§ TASK ITEM
Look through the lines below and extract any with the word "boot".

[Items from a dataset]
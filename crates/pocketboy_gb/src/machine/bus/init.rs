use super::GameBoyBus;

impl GameBoyBus {
    /// I/O state the DMG boot ROM leaves at PC=0x0100.
    pub(super) fn apply_dmg_initial_io_state(&mut self) {
        self.fill_internal_ram();

        self.timer.init_dmg();
        self.ppu.init_dmg();
        self.apu.init_dmg();

        // IF reads 0xE1: the boot ROM's last VBlank request is still pending.
        self.interrupts.write_if(0x01);
        self.interrupts.write_ie(0x00);
        self.dma_source = 0xFF;
    }

    /// WRAM and HRAM hold garbage at power-on. A fixed-seed xorshift keeps
    /// runs reproducible without handing software an all-zero pattern.
    fn fill_internal_ram(&mut self) {
        let mut x: u32 = 0xC0DE_1234;
        let mut next_byte = || {
            x ^= x << 13;
            x ^= x >> 17;
            x ^= x << 5;
            x as u8
        };
        for byte in self.wram.iter_mut() {
            *byte = next_byte();
        }
        for byte in self.hram.iter_mut() {
            *byte = next_byte();
        }
    }
}
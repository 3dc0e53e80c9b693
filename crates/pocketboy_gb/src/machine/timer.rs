/// Timer / divider unit.
///
/// The hidden system counter advances once per M-cycle; DIV exposes bits
/// 13:6 of it and TIMA counts falling edges of the bit selected by TAC.
/// Register accessors in `io` apply the observable write side effects
/// (DIV reset edge, TAC switch edge, reload cancellation) without
/// advancing time. Only `tick` moves the clock.
mod io;

use crate::interrupts::{Interrupt, InterruptController};

/// Counter bit whose falling edge clocks the APU frame sequencer (DIV bit 4).
const FRAME_SEQUENCER_BIT: u16 = 1 << 10;

pub(super) struct Timer {
    /// Hidden system counter in M-cycles; DIV is its upper byte-ish slice.
    internal_counter: u16,
    tima: u8,
    tma: u8,
    /// TAC raw value, low 3 bits.
    tac: u8,
    /// TIMA overflowed on the previous M-cycle; the next one reloads it
    /// from TMA and raises the timer interrupt.
    overflow: bool,
    /// Leftover T-cycles that do not yet make a whole M-cycle.
    subcycles: u32,
    /// Frame sequencer clocks produced since the bus last drained them.
    frame_sequencer_clocks: u32,
}

impl Timer {
    pub(super) fn new() -> Self {
        Self {
            internal_counter: 0,
            tima: 0,
            tma: 0,
            tac: 0,
            overflow: false,
            subcycles: 0,
            frame_sequencer_clocks: 0,
        }
    }

    /// DMG state at PC=0x0100: DIV reads 0xAB, everything else cleared.
    pub(super) fn init_dmg(&mut self) {
        *self = Self::new();
        self.internal_counter = 0x2AC0;
    }

    #[inline]
    fn enabled(&self) -> bool {
        self.tac & 0x04 != 0
    }

    /// Counter bit selected by TAC[1:0]:
    /// 00 → bit 7, 01 → bit 1, 10 → bit 3, 11 → bit 5.
    #[inline]
    fn selected_bit(&self) -> u16 {
        match self.tac & 0x03 {
            0x00 => 1 << 7,
            0x01 => 1 << 1,
            0x02 => 1 << 3,
            _ => 1 << 5,
        }
    }

    /// Input to the TIMA edge detector: enable AND selected counter bit.
    #[inline]
    fn timer_input(&self) -> bool {
        self.enabled() && (self.internal_counter & self.selected_bit()) != 0
    }

    #[inline]
    fn increment_tima(&mut self) {
        let (next, overflow) = self.tima.overflowing_add(1);
        self.tima = next;
        if overflow {
            // TIMA reads 0x00 for one M-cycle before the reload.
            self.overflow = true;
        }
    }

    /// Move the system counter to `value`, applying falling-edge effects on
    /// TIMA and the frame sequencer.
    fn set_counter(&mut self, value: u16) {
        let old_input = self.timer_input();
        let old_fs = self.internal_counter & FRAME_SEQUENCER_BIT != 0;
        self.internal_counter = value;
        if old_input && !self.timer_input() {
            self.increment_tima();
        }
        if old_fs && self.internal_counter & FRAME_SEQUENCER_BIT == 0 {
            self.frame_sequencer_clocks += 1;
        }
    }

    fn tick_mcycle(&mut self, ints: &mut InterruptController) {
        if self.overflow {
            self.overflow = false;
            self.tima = self.tma;
            ints.request(Interrupt::Timer);
        }
        self.set_counter(self.internal_counter.wrapping_add(1));
    }

    /// Advance by `cycles` T-cycles.
    pub(super) fn tick(&mut self, cycles: u32, ints: &mut InterruptController) {
        self.subcycles += cycles;
        while self.subcycles >= 4 {
            self.subcycles -= 4;
            self.tick_mcycle(ints);
        }
    }

    /// Take the frame sequencer clocks accumulated since the last call.
    #[inline]
    pub(super) fn take_frame_sequencer_clocks(&mut self) -> u32 {
        std::mem::take(&mut self.frame_sequencer_clocks)
    }
}
use crate::cpu::{Bus, Cpu};

impl Cpu {
    /// HALT. With IME clear and an interrupt already pending the core does
    /// not halt; instead the following opcode byte is fetched twice.
    pub(super) fn exec_halt<B: Bus>(&mut self, bus: &mut B) -> u32 {
        if !self.ime && !bus.pending_interrupts().is_empty() {
            self.halt_bug = true;
        } else {
            self.halted = true;
        }
        4
    }

    /// STOP is two bytes long; the padding byte is fetched and discarded.
    pub(super) fn exec_stop<B: Bus>(&mut self, bus: &mut B) -> u32 {
        let _padding = self.fetch8(bus);
        self.stopped = true;
        self.halted = false;
        4
    }

    pub(super) fn exec_di(&mut self) -> u32 {
        self.ime = false;
        self.ime_enable_pending = false;
        self.ime_enable_delay = false;
        4
    }

    /// IME turns on after the instruction that follows EI.
    pub(super) fn exec_ei(&mut self) -> u32 {
        self.ime_enable_pending = true;
        4
    }
}
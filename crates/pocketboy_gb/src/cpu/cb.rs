use super::{Bus, Cpu, Flag};

impl Cpu {
    /// Execute the opcode following a 0xCB prefix. The returned count
    /// includes the prefix fetch.
    pub(super) fn step_cb<B: Bus>(&mut self, bus: &mut B) -> u32 {
        let cb = self.fetch8(bus);
        let x = cb >> 6;
        let y = (cb >> 3) & 0x07;
        let z = cb & 0x07;
        let value = self.read_reg8(bus, z);

        match x {
            // RLC RRC RL RR SLA SRA SWAP SRL
            0 => {
                let result = self.rotate_shift(y, value);
                self.write_reg8(bus, z, result);
            }
            // BIT y,r: Z from the tested bit, H set, C kept.
            1 => {
                let carry = self.get_flag(Flag::C);
                self.set_znhc(value & (1 << y) == 0, false, true, carry);
                return if z == 6 { 12 } else { 8 };
            }
            // RES y,r
            2 => self.write_reg8(bus, z, value & !(1 << y)),
            // SET y,r
            _ => self.write_reg8(bus, z, value | (1 << y)),
        }

        if z == 6 {
            16
        } else {
            8
        }
    }
}
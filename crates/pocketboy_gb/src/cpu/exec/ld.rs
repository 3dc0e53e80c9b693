use crate::cpu::{Bus, Cpu};

impl Cpu {
    pub(super) fn exec_ld_rr_d16<B: Bus>(&mut self, bus: &mut B, opcode: u8) -> u32 {
        let value = self.fetch16(bus);
        self.regs.set_rp(opcode >> 4, value);
        12
    }

    pub(super) fn exec_ld_r_d8<B: Bus>(&mut self, bus: &mut B, opcode: u8) -> u32 {
        let reg = (opcode >> 3) & 0x07;
        let value = self.fetch8(bus);
        self.write_reg8(bus, reg, value);
        if reg == 6 {
            12
        } else {
            8
        }
    }

    pub(super) fn exec_ld_a16_sp<B: Bus>(&mut self, bus: &mut B) -> u32 {
        let addr = self.fetch16(bus);
        let [lo, hi] = self.regs.sp.to_le_bytes();
        bus.write8(addr, lo);
        bus.write8(addr.wrapping_add(1), hi);
        20
    }

    /// LDH (a8),A and LDH A,(a8): bit 4 of the opcode selects the load
    /// direction.
    pub(super) fn exec_ldh_a8<B: Bus>(&mut self, bus: &mut B, opcode: u8) -> u32 {
        let addr = 0xFF00 | u16::from(self.fetch8(bus));
        self.transfer_a(bus, addr, opcode & 0x10 != 0);
        12
    }

    pub(super) fn exec_ldh_c<B: Bus>(&mut self, bus: &mut B, opcode: u8) -> u32 {
        let addr = 0xFF00 | u16::from(self.regs.c);
        self.transfer_a(bus, addr, opcode & 0x10 != 0);
        8
    }

    pub(super) fn exec_ld_a16_a<B: Bus>(&mut self, bus: &mut B, opcode: u8) -> u32 {
        let addr = self.fetch16(bus);
        self.transfer_a(bus, addr, opcode & 0x10 != 0);
        16
    }

    /// LD (BC),A / LD (DE),A / LD (HL+),A / LD (HL-),A
    pub(super) fn exec_ld_indirect_a<B: Bus>(&mut self, bus: &mut B, opcode: u8) -> u32 {
        let addr = self.indirect_address(opcode);
        bus.write8(addr, self.regs.a);
        8
    }

    /// LD A,(BC) / LD A,(DE) / LD A,(HL+) / LD A,(HL-)
    pub(super) fn exec_ld_a_indirect<B: Bus>(&mut self, bus: &mut B, opcode: u8) -> u32 {
        let addr = self.indirect_address(opcode);
        self.regs.a = bus.read8(addr);
        8
    }

    /// 0x40-0x7F. 0x76 (the `LD (HL),(HL)` slot) is HALT.
    pub(super) fn exec_ld_r_r_or_halt<B: Bus>(&mut self, bus: &mut B, opcode: u8) -> u32 {
        if opcode == 0x76 {
            return self.exec_halt(bus);
        }

        let dst = (opcode >> 3) & 0x07;
        let src = opcode & 0x07;
        let value = self.read_reg8(bus, src);
        self.write_reg8(bus, dst, value);
        if dst == 6 || src == 6 {
            8
        } else {
            4
        }
    }

    pub(super) fn exec_ld_sp_hl(&mut self) -> u32 {
        self.regs.sp = self.regs.hl();
        8
    }

    fn transfer_a<B: Bus>(&mut self, bus: &mut B, addr: u16, load: bool) {
        if load {
            self.regs.a = bus.read8(addr);
        } else {
            bus.write8(addr, self.regs.a);
        }
    }

    /// Address for the `(rr)` column of opcodes 0x02/0x0A..0x32/0x3A,
    /// applying the HL post-increment or post-decrement.
    fn indirect_address(&mut self, opcode: u8) -> u16 {
        match (opcode >> 4) & 0x03 {
            0 => self.regs.bc(),
            1 => self.regs.de(),
            2 => {
                let hl = self.regs.hl();
                self.regs.set_hl(hl.wrapping_add(1));
                hl
            }
            _ => {
                let hl = self.regs.hl();
                self.regs.set_hl(hl.wrapping_sub(1));
                hl
            }
        }
    }
}
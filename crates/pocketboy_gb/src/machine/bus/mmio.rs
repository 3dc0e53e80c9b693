mod read;
mod write;

use super::GameBoyBus;

impl GameBoyBus {
    pub(super) fn read8_mmio(&self, addr: u16) -> u8 {
        self.read8_mmio_impl(addr)
    }

    pub(super) fn write8_mmio(&mut self, addr: u16, value: u8) {
        self.write8_mmio_impl(addr, value)
    }
}
use super::{Bus, Cpu, Flag};

impl Cpu {
    /// Read the 8-bit operand selected by a 3-bit register field:
    /// 0=B, 1=C, 2=D, 3=E, 4=H, 5=L, 6=(HL), 7=A.
    #[inline]
    pub(super) fn read_reg8<B: Bus>(&mut self, bus: &mut B, index: u8) -> u8 {
        match index & 0x07 {
            0 => self.regs.b,
            1 => self.regs.c,
            2 => self.regs.d,
            3 => self.regs.e,
            4 => self.regs.h,
            5 => self.regs.l,
            6 => bus.read8(self.regs.hl()),
            _ => self.regs.a,
        }
    }

    /// Write the 8-bit operand selected by a 3-bit register field.
    #[inline]
    pub(super) fn write_reg8<B: Bus>(&mut self, bus: &mut B, index: u8, value: u8) {
        match index & 0x07 {
            0 => self.regs.b = value,
            1 => self.regs.c = value,
            2 => self.regs.d = value,
            3 => self.regs.e = value,
            4 => self.regs.h = value,
            5 => self.regs.l = value,
            6 => bus.write8(self.regs.hl(), value),
            _ => self.regs.a = value,
        }
    }

    /// Write all four flags at once.
    #[inline]
    pub(super) fn set_znhc(&mut self, z: bool, n: bool, h: bool, c: bool) {
        self.regs.f = (u8::from(z) << 7) | (u8::from(n) << 6) | (u8::from(h) << 5) | (u8::from(c) << 4);
    }

    /// Evaluate a 2-bit condition field: 0=NZ, 1=Z, 2=NC, 3=C.
    #[inline]
    pub(super) fn condition(&self, cc: u8) -> bool {
        match cc & 0x03 {
            0 => !self.get_flag(Flag::Z),
            1 => self.get_flag(Flag::Z),
            2 => !self.get_flag(Flag::C),
            _ => self.get_flag(Flag::C),
        }
    }

    #[inline]
    pub(super) fn fetch8<B: Bus>(&mut self, bus: &mut B) -> u8 {
        let value = bus.read8(self.regs.pc);
        if self.halt_bug {
            // The byte after HALT is read twice: PC is not advanced once.
            self.halt_bug = false;
        } else {
            self.regs.pc = self.regs.pc.wrapping_add(1);
        }
        value
    }

    #[inline]
    pub(super) fn fetch16<B: Bus>(&mut self, bus: &mut B) -> u16 {
        let lo = self.fetch8(bus);
        let hi = self.fetch8(bus);
        u16::from_le_bytes([lo, hi])
    }

    /// Push high byte first so that memory[SP] holds the low byte.
    #[inline]
    pub(super) fn push_u16<B: Bus>(&mut self, bus: &mut B, value: u16) {
        let [lo, hi] = value.to_le_bytes();
        self.regs.sp = self.regs.sp.wrapping_sub(1);
        bus.write8(self.regs.sp, hi);
        self.regs.sp = self.regs.sp.wrapping_sub(1);
        bus.write8(self.regs.sp, lo);
    }

    #[inline]
    pub(super) fn pop_u16<B: Bus>(&mut self, bus: &mut B) -> u16 {
        let lo = bus.read8(self.regs.sp);
        let hi = bus.read8(self.regs.sp.wrapping_add(1));
        self.regs.sp = self.regs.sp.wrapping_add(2);
        u16::from_le_bytes([lo, hi])
    }

    /// JR / JR cc. The displacement is relative to the byte after the operand.
    pub(super) fn jr<B: Bus>(&mut self, bus: &mut B, taken: bool) -> u32 {
        let offset = self.fetch8(bus) as i8;
        if !taken {
            return 8;
        }
        self.regs.pc = self.regs.pc.wrapping_add_signed(offset as i16);
        12
    }

    pub(super) fn jp_cond<B: Bus>(&mut self, bus: &mut B, taken: bool) -> u32 {
        let addr = self.fetch16(bus);
        if !taken {
            return 12;
        }
        self.regs.pc = addr;
        16
    }

    pub(super) fn call_cond<B: Bus>(&mut self, bus: &mut B, taken: bool) -> u32 {
        let addr = self.fetch16(bus);
        if !taken {
            return 12;
        }
        let ret = self.regs.pc;
        self.push_u16(bus, ret);
        self.regs.pc = addr;
        24
    }

    pub(super) fn ret_cond<B: Bus>(&mut self, bus: &mut B, taken: bool) -> u32 {
        if !taken {
            return 8;
        }
        self.regs.pc = self.pop_u16(bus);
        20
    }
}
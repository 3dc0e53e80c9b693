use crate::cpu::{Bus, Cpu};

impl Cpu {
    /// PUSH rr, where the pair field selects BC, DE, HL or AF.
    pub(super) fn exec_push_rr<B: Bus>(&mut self, bus: &mut B, opcode: u8) -> u32 {
        let value = match (opcode >> 4) & 0x03 {
            3 => self.regs.af(),
            rp => self.regs.rp(rp),
        };
        self.push_u16(bus, value);
        16
    }

    /// POP rr. POP AF drops the low nibble of F.
    pub(super) fn exec_pop_rr<B: Bus>(&mut self, bus: &mut B, opcode: u8) -> u32 {
        let value = self.pop_u16(bus);
        match (opcode >> 4) & 0x03 {
            3 => self.regs.set_af(value),
            rp => self.regs.set_rp(rp, value),
        }
        12
    }
}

§ EXPECTED OUTPUT
    /// I/O state the DMG boot ROM leaves at PC=0x0100.
        // IF reads 0xE1: the boot ROM's last VBlank request is still pending.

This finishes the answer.